El nombre de la rosa
El director Marco Bellocchio a sus 75 años, (ahora 76), vuelve a elegir su pueblo natal, la ciudad de Bobbio, en el norte de Italia, para contarnos una historia establecida desde dos fábulas circunscriptas a un mismo espacio físico, una Abadía, pero distanciadas desde la temporalidad de los hechos, tanto como desde el estilo narrativo, no de sus causas, raíces y consecuencias.
Si la primera es presentada y atrapa desde el género dramático, el segundo subyuga por su mordacidad a través de un humor tan sutil como negro, por lo que genera el interrogante de si en realidad no estamos en presencia de una gran sátira sobre el género humano.
De hecho las acciones transcurren en el mismo lugar en el que el escritor, recientemente fallecido, Umberto Ecco, eligió para su novela “El Nombre de la Rosa” (1980)
El galardonado director puede permitirse deliberar desde la excentricidad, sus ya famosas obsesiones, que van desde lo netamente político, “Buenos días, noche” (2003), o religiosas, sociales, familiares, “En el nombre del padre” (1972), entre muchas de sus producciones, sin abandonar las fórmulas atípicas para afrontar sus propias ideas y pensamientos.
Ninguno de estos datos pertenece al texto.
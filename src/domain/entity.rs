//! The player character and the values it is driven by.
//! Seven states, two body profiles, one pending jump timer at most.

use glam::Vec2;

use super::grid::Aabb;
use super::timer::TimerHandle;

/// Sprite frame size in world units. Position is the sprite centre.
pub const SPRITE_SIZE: Vec2 = Vec2::new(16.0, 32.0);

/// Walking speed (world units / second).
pub const WALK_SPEED: f32 = 96.0;
/// Ladder climbing speed.
pub const CLIMB_SPEED: f32 = 64.0;
/// Upward impulse applied when entering `Jumping` (negative = up).
pub const JUMP_VELOCITY: f32 = -224.0;
/// Seconds after a jump starts before it forcibly becomes a fall.
pub const JUMP_DURATION: f32 = 0.5;

#[derive(Clone, Copy, PartialEq, Eq, Hash, Debug, Default)]
pub enum PlayerState {
    #[default]
    Standing,
    Walking,
    Jumping,
    Falling,
    Crouching,
    OnLadder,
    Climbing,
}

impl PlayerState {
    pub const ALL: [PlayerState; 7] = [
        PlayerState::Standing,
        PlayerState::Walking,
        PlayerState::Jumping,
        PlayerState::Falling,
        PlayerState::Crouching,
        PlayerState::OnLadder,
        PlayerState::Climbing,
    ];

    /// States in which the character hangs on a ladder:
    /// gravity off, ladder caps passable.
    pub fn is_on_ladder(self) -> bool {
        matches!(self, PlayerState::OnLadder | PlayerState::Climbing)
    }

    pub fn body(self) -> BodyProfile {
        match self {
            PlayerState::Crouching => BodyProfile::CROUCHING,
            _ => BodyProfile::STANDARD,
        }
    }

    pub fn name(self) -> &'static str {
        match self {
            PlayerState::Standing => "standing",
            PlayerState::Walking => "walking",
            PlayerState::Jumping => "jumping",
            PlayerState::Falling => "falling",
            PlayerState::Crouching => "crouching",
            PlayerState::OnLadder => "ladder",
            PlayerState::Climbing => "climbing",
        }
    }
}

/// Horizontal facing. Sticky: no horizontal input keeps the last value.
#[derive(Clone, Copy, PartialEq, Eq, Debug, Default)]
pub enum Facing {
    Left,
    #[default]
    Right,
}

impl Facing {
    pub fn sign(self) -> f32 {
        match self {
            Facing::Left => -1.0,
            Facing::Right => 1.0,
        }
    }
}

/// The five level-triggered input signals for one tick.
#[derive(Clone, Copy, PartialEq, Eq, Debug, Default)]
pub struct InputSnapshot {
    pub left: bool,
    pub right: bool,
    pub up: bool,
    pub down: bool,
    pub jump: bool,
}

impl InputSnapshot {
    /// Horizontal axis: left wins over right.
    pub fn axis_x(&self) -> f32 {
        if self.left {
            -1.0
        } else if self.right {
            1.0
        } else {
            0.0
        }
    }

    /// Vertical axis in world space (up is negative y): up wins over down.
    pub fn axis_y(&self) -> f32 {
        if self.up {
            -1.0
        } else if self.down {
            1.0
        } else {
            0.0
        }
    }
}

/// Collision body relative to the sprite's top-left corner.
#[derive(Clone, Copy, PartialEq, Debug)]
pub struct BodyProfile {
    pub width: f32,
    pub height: f32,
    pub offset_y: f32,
}

impl BodyProfile {
    pub const STANDARD: BodyProfile = BodyProfile { width: 16.0, height: 24.0, offset_y: 8.0 };
    pub const CROUCHING: BodyProfile = BodyProfile { width: 16.0, height: 16.0, offset_y: 16.0 };
}

#[derive(Clone, Debug)]
pub struct Character {
    pub position: Vec2,
    pub velocity: Vec2,
    pub facing: Facing,
    pub state: PlayerState,
    pub body: BodyProfile,
    pub gravity: bool,
    pub alive: bool,
    pub animation: &'static str,

    // ── Per-tick overlap flags (reset before every detection pass) ──
    pub on_ladder_tile: bool,
    pub on_ladder_top: bool,

    /// Pending jump-to-fall timer, if a jump is in progress.
    pub jump_timer: Option<TimerHandle>,
}

impl Character {
    pub fn new(position: Vec2) -> Self {
        Character {
            position,
            velocity: Vec2::ZERO,
            facing: Facing::Right,
            state: PlayerState::Standing,
            body: BodyProfile::STANDARD,
            gravity: true,
            alive: true,
            animation: "stand",
            on_ladder_tile: false,
            on_ladder_top: false,
            jump_timer: None,
        }
    }

    /// Place the character so its feet rest on the top edge of cell row `y + 1`,
    /// centred in column `x`.
    pub fn spawn_at_cell(x: usize, y: usize) -> Self {
        let tile = super::tile::TILE_SIZE;
        let centre_x = x as f32 * tile + tile / 2.0;
        let feet_y = (y + 1) as f32 * tile;
        Character::new(Vec2::new(centre_x, feet_y - SPRITE_SIZE.y / 2.0))
    }

    /// Collision box in world space.
    pub fn aabb(&self) -> Aabb {
        let left = self.position.x - SPRITE_SIZE.x / 2.0;
        let top = self.position.y - SPRITE_SIZE.y / 2.0 + self.body.offset_y;
        Aabb::new(
            Vec2::new(left, top),
            Vec2::new(left + self.body.width, top + self.body.height),
        )
    }

    /// World y of the sprite's bottom edge. The same for both body profiles.
    pub fn feet_y(&self) -> f32 {
        self.position.y + SPRITE_SIZE.y / 2.0
    }

    /// Move so the collision box's top-left lands on `min`.
    pub fn set_aabb_min(&mut self, min: Vec2) {
        self.position.x = min.x + SPRITE_SIZE.x / 2.0;
        self.position.y = min.y + SPRITE_SIZE.y / 2.0 - self.body.offset_y;
    }
}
Para ello puede recurrir de manera aleatoria a lo meramente visual, o a la utilización de los mismos actores para encarar distintos personajes, o a la elección de canciones emblemáticas como “Nada mas importa” del grupo Metallica, mientras que narrativamente esta plagada de simbolismo que se entremezclan en ese pasado o ya en la actualidad, desde la nefasta inquisición al desalmado neoliberalismo capitalista.
La primera se establece en el siglo XVII, el hermano de un cura que se acaba de suicidar, llega para hacer justicia por mano propia, ya que una monja es acusada de brujería, de haber puesto bajo su influencia diabólica al cura., pero queda deslumbrado por la belleza de la religiosa. El conflicto que se le presenta es que el suicidio impediría que a su venerado hermano se le dé cristiana sepultura, por lo que la joven es torturada bajo el régimen inquisidor para que confiese.
Esto mismo es utilizado para instaurar la subyugación y el atropello de la clase dominante, atravesado todo por una increíble hipocresía, estableciendo diferencias sociales, religiosas y sexuales,
En la mitad del metraje realiza un salto temporal de 400 años, ahora es un inspector fiscal quien llega a la abandonada y derruida abadía para concretar un negocio inmobiliario, pero el edificio está ocupado por un “conde” que, según el mito local, se alimenta de sangre humana.
Dos pequeñas historias que se unen no sólo a partir de la misma estructura narrativa, aunque propia de cada una, con desarrollo lineal, estableciendo nexos desde lo discursivo, además de los temas que plantea, pero que se diferencian desde las otras variables conceptuales cinematográficas, si uno, el primero, redunda desde la dirección de fotografía en tonos pasteles, apagados, ascéticos, en el segundo, a pesar de la nocturnidad en el que transcurren las acciones de los personajes, la mayor parte del tiempo hace hincapié en tonos brillantes, coloridos, para luego hacer otra distinción desde el vestuario y la dirección de arte.
Siendo necesario establecer dos escenas a las que se les debe prestar mucha atención, la primera es la concurrencia del Conde vampiro al consultorio de su dentista, amigos de toda la vida, en el que se produce un despliegue de los mejores diálogos del filme abarcando todos los temas posibles. Lo inexorable del paso del tiempo, de los cambios formales que se producen, pero que en esencia todo sigue igual, de la desesperanza y la impaciencia de la juventud actual, hasta llegar a un final desconcertante, enigmático si se quiere, ambiguo tal vez, que abre un portal hacia un futro inmediato posible, sobre todo desde los personajes.
Un filme de concepción aparentemente raro, pero que promueve el deleitarse al termino de la proyección por los interrogantes que le deja planteados al espectador. No es inocuo.